All I know is that I will learn to handle and conquer the mountains and molehills of anxiety and stress; I could never be happy without music in my life, without the joy of teaching and performing. How lucky I am to have known that from such an early age. And how lucky I am to still feel such passion for what I have dedicated my life to.

7 thoughts on “Mountains, Molehills, and What-Ifs

  1. I am also an anxious person, and self-diagnosed obsessive-compulsive. Not as bad as Jack Nicholson’s character in As Good As It Gets, but approaching that during certain moments. I’ve also noticed a penchant in myself to build some *thing* up to monstrous proportions (molehill—>mountain), and then when all is said and done wonder how/why I made it into such a big deal. On the other hand, I think there’s a certain benefit to that penchant: a little bit of that, anyway, keeps one sharp, I think. And I worry (<—see, there I go) that if I DON'T exercise a healthy dose of self-doubt, I'll become cocky and insufferable. You, Denise, are so talented and full of heart. I'm sorry about your torn rotator cuff, but I have every confidence you pulled off that gig flawlessly. Stunning photos, btw!~Deb

  2. That post was such a lovely introspection and communication that so many can identify with. I don’t think you would be you without sharing your vulnerable side with us, and your stunningly remarkable positivity, that always wins out! I am sending healing thoughts for your rotator cuff…and I trust that it will heal very quickly because of your great attitude! The absolutely breathtaking photos of Utah are such testaments to the many glories of our planet! I have experienced that part of the country many times visiting a friend who lived there for several years. I actually went to the Sundance location you mentioned during the film festival there. Your performing and teaching always comes across with meaning for the fortunate ones who receive it’s many benefits. It’s as you said, that “teacher mode” thing is well-known to me, and no matter what else we have going on in our lives, that takes over, turbo drive kicks in, and we are off! It is actually kind of thrilling…almost like a drug, but a good drug. Your good works are many, and your expressions of self are priceless…Thank You.

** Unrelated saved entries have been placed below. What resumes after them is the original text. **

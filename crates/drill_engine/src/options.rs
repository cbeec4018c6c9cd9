//! Engine limits.
//!
//! Loaded from the `[engine]` table of the drill configuration; every field
//! falls back to its default when omitted.

use serde::{Deserialize, Serialize};

#[derive(Clone, Debug, PartialEq, Eq, Serialize, Deserialize)]
#[serde(default)]
pub struct EngineLimits {
    /// Passes of `simplify` allowed before giving up on a fixed point.
    pub max_fixed_point_passes: usize,
    /// Polynomial terms one pass may materialize while expanding.
    pub max_expand_terms: u64,
    /// Estimated bits of any exact integer power computed in one pass.
    pub max_number_bits: u64,
    /// Arena nodes one pass may create.
    pub max_nodes_per_pass: u64,
    /// Term products one pass may spend on exact polynomial division.
    pub max_poly_ops: u64,
    /// Largest integer multiple expanded in `sin(n*x)` / `cos(n*x)`.
    pub max_trig_multiple: u32,
}

impl Default for EngineLimits {
    fn default() -> Self {
        Self {
            max_fixed_point_passes: 32,
            max_expand_terms: 5_000,
            max_number_bits: 65_536,
            max_nodes_per_pass: 200_000,
            max_poly_ops: 50_000,
            max_trig_multiple: 12,
        }
    }
}

impl EngineLimits {
    /// Tight limits, useful for exercising the budget paths.
    pub fn strict() -> Self {
        Self {
            max_fixed_point_passes: 8,
            max_expand_terms: 200,
            max_number_bits: 1_024,
            max_nodes_per_pass: 20_000,
            max_poly_ops: 2_000,
            max_trig_multiple: 4,
        }
    }
}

    1. Jan, I so appreciate your always beautifully positive and loving spirit. Thank you for your kind words. And yes, we teachers all know the ‘teacher mode’- comes in handy during times of challenge. Our love of what we do always gets us through, doesn’t it? ❤️

  3. Thank you for being so open and honest about the difficulties you are facing. I have a habit of being the “worst case scenario” person. On one side it causes lots of hand wringing and on the other it susses out hidden pitfalls that can be corrected before they migrate from mole hill to mountain! I hope the shoulder is feeling better…

    1. Thank you so much. There are definitely benefits of thinking through potential pitfalls before they happen, but the worry part…ugh. Just got back from a long drive to Orlando for a conference performance (took Marley with me!) and my shoulder didn’t like that. MRI result on Tuesday.